I'm so long out of practice, 30 years out of practice, that I'm a newbie. I don't even know the vocabulary.

One seller says, "when you find it, you will know". So, that's what I have been searching for, ...."it"

I've tried Remington 870's, Mossburg 500's, 535's, Winchester 1200,'s 1400's, a Browning or two, and a gaggle of Chinese units. (I have a prejudice against Chinese tools, "guilty")

last week, I tried a Winchester 12. I think this is it. This gun said "just hold me", (Where have I heard that before?) These haven't been made since gas was .29 cents. I'm not even sure they're safe anymore.

Now, the price is a tad out of step with my pocket. But, it's good to know what it is one wants, even if it's not gonna happen.

and, my apologies for yet another gun thread, if this bothers you, stop now. :D;):p

paladin
06-24-2008, 03:44 PM
You could check out the Beretta's......a model 426 in used condition.....dunno the price...but just a replacement barrel set is over 2K......puts a wedgie in your shorts...

BrianW
06-24-2008, 03:51 PM
I might be mistaken, but the Winchester Model 12 was the shotgun favored by Peter Capstick, the African safari book author. In his stories (there is a consensus that most of his hunts took place in the pub) about leopard hunting he swore by the Model 12 due to the fact you could hold the trigger back after the first shot, and after that it would fire simply by racking the slide.

gary porter
06-24-2008, 04:27 PM
Some of the old JC Higgins , sold by Sears, would do the same thing.
They claimed they were faster than an automatic.
Gary

Bob Smalser
06-24-2008, 04:28 PM
last week, I tried a Winchester 12. I think this is it. This gun said "just hold me", (Where have I heard that before?) These haven't been made since gas was .29 cents. I'm not even sure they're safe anymore.

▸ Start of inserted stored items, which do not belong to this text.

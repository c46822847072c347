//! Fixed-capacity object pool with a lock-free SPSC free list.
//!
//! The pool backs the per-operation user-data blocks referenced by SQE
//! `user_data` payloads. Slot addresses are stable for the lifetime of the
//! pool, so a slot index is a durable handle between submission and
//! completion. One thread may allocate while another deallocates without
//! locks; in the driver both roles belong to the same thread.

use std::cell::UnsafeCell;
use std::mem::MaybeUninit;
use std::sync::atomic::{AtomicU32, AtomicUsize, Ordering};

/// Single-producer/single-consumer ring of free slot indices.
///
/// `head` and `tail` are monotonic counters; the ring position is the
/// counter modulo capacity. At most `capacity` indices are ever in the
/// ring, so the counters can never lap each other.
struct FreeRing {
    buf: Box<[AtomicU32]>,
    head: AtomicUsize,
    tail: AtomicUsize,
}

impl FreeRing {
    fn new(capacity: u32) -> Self {
        let buf: Vec<AtomicU32> = (0..capacity).map(AtomicU32::new).collect();
        FreeRing {
            buf: buf.into_boxed_slice(),
            head: AtomicUsize::new(0),
            tail: AtomicUsize::new(capacity as usize),
        }
    }

    /// Pop a free index. Returns None when the ring is empty (pool exhausted).
    fn pop(&self) -> Option<u32> {
        let head = self.head.load(Ordering::Relaxed);
        if head == self.tail.load(Ordering::Acquire) {
            return None;
        }
        let idx = self.buf[head % self.buf.len()].load(Ordering::Relaxed);
        self.head.store(head + 1, Ordering::Release);
        Some(idx)
    }

    /// Push an index back. Never fails: at most `capacity` indices exist.
    fn push(&self, idx: u32) {
        let tail = self.tail.load(Ordering::Relaxed);
        debug_assert!(tail - self.head.load(Ordering::Relaxed) < self.buf.len());
        self.buf[tail % self.buf.len()].store(idx, Ordering::Relaxed);
        self.tail.store(tail + 1, Ordering::Release);
    }

    fn available(&self) -> usize {
        self.tail.load(Ordering::Acquire) - self.head.load(Ordering::Acquire)
    }
}

/// Fixed-capacity pool of `T` with stable slot addresses.
///
/// No reallocation, no shrinkage. Exhaustion is transient: the driver frees
/// slots as completions arrive and retries.
pub(crate) struct ObjectPool<T> {
    slots: Box<[UnsafeCell<MaybeUninit<T>>]>,
    free: FreeRing,
}

// Safety: slot contents are only touched by the holder of the slot index,
// and the free ring hands each index to exactly one holder at a time.
unsafe impl<T: Send> Send for ObjectPool<T> {}
unsafe impl<T: Send> Sync for ObjectPool<T> {}

impl<T> ObjectPool<T> {
    pub(crate) fn new(capacity: u32) -> Self {
        let slots: Vec<UnsafeCell<MaybeUninit<T>>> = (0..capacity)
            .map(|_| UnsafeCell::new(MaybeUninit::uninit()))
            .collect();
        ObjectPool {
            slots: slots.into_boxed_slice(),
            free: FreeRing::new(capacity),
        }
    }

    /// Reserve a slot and construct `value` in place.
    ///
    /// Returns the slot index, or gives `value` back when the pool is
    /// exhausted.
    pub(crate) fn allocate(&self, value: T) -> Result<u32, T> {
        match self.free.pop() {
            Some(idx) => {
                unsafe {
                    (*self.slots[idx as usize].get()).write(value);
                }
                Ok(idx)
            }
            None => Err(value),
        }
    }

    /// Move the value out of a slot and release the slot.
    ///
    /// # Safety
    ///
    /// `idx` must have been returned by [`allocate`](Self::allocate) and not
    /// yet taken.
    pub(crate) unsafe fn take(&self, idx: u32) -> T {
        debug_assert!((idx as usize) < self.slots.len());
        let value = unsafe { (*self.slots[idx as usize].get()).assume_init_read() };
        self.free.push(idx);
        value
    }

    /// Number of free slots.
    pub(crate) fn available(&self) -> usize {
        self.free.available()
    }

    pub(crate) fn capacity(&self) -> usize {
        self.slots.len()
    }
}

#[cfg(test)]
mod tests {
    use super::*;

    #[test]
    fn allocate_take_cycle() {
        let pool: ObjectPool<String> = ObjectPool::new(4);
        assert_eq!(pool.available(), 4);

        let idx = pool.allocate("hello".to_string()).unwrap();
        assert_eq!(pool.available(), 3);

        let value = unsafe { pool.take(idx) };
        assert_eq!(value, "hello");
        assert_eq!(pool.available(), 4);
    }

    #[test]
    fn exhaustion_returns_value() {
        let pool: ObjectPool<u64> = ObjectPool::new(2);
        let a = pool.allocate(1).unwrap();
        let _b = pool.allocate(2).unwrap();

        assert_eq!(pool.allocate(3), Err(3));

        // Freeing a slot makes allocation succeed again.
        unsafe { pool.take(a) };
        assert!(pool.allocate(4).is_ok());
    }

    #[test]
    fn slot_reuse_preserves_values() {
        let pool: ObjectPool<u32> = ObjectPool::new(3);
        let mut indices = Vec::new();
        for i in 0..3 {
            indices.push(pool.allocate(i * 10).unwrap());
        }
        for (i, idx) in indices.into_iter().enumerate() {
            assert_eq!(unsafe { pool.take(idx) }, i as u32 * 10);
        }
    }

    #[test]
    fn concurrent_producer_consumer() {
        use std::sync::mpsc;

        let pool: ObjectPool<u64> = ObjectPool::new(64);
        let (tx, rx) = mpsc::channel::<u32>();

        std::thread::scope(|s| {
            let pool_ref = &pool;
            s.spawn(move || {
                let mut sum = 0u64;
                for _ in 0..10_000 {
                    let idx = rx.recv().unwrap();
                    sum += unsafe { pool_ref.take(idx) };
                }
                assert_eq!(sum, (0..10_000u64).sum());
            });

            for i in 0..10_000u64 {
                loop {
                    match pool.allocate(i) {
                        Ok(idx) => {
                            tx.send(idx).unwrap();
                            break;
                        }
                        Err(_) => std::thread::yield_now(),
                    }
                }
            }
        });

        assert_eq!(pool.available(), 64);
    }
}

http://pic20.picturetrail.com/VOL12/1104763/2080858/322629552.jpg

I'm not surprised you like the Model 12, as it's one of the best-handling classics ever made. It's also one of the real walnut and forged, milled steel guns that'll never lose its value, unlike today's plastic junk. As millions were made, they are relatively common as are repair parts. Later M12's had a trigger disconnect to prevent the slamfires the originals were noted for. I've owned and competed with several of them....but Winchester actually made a better gun that is little known today.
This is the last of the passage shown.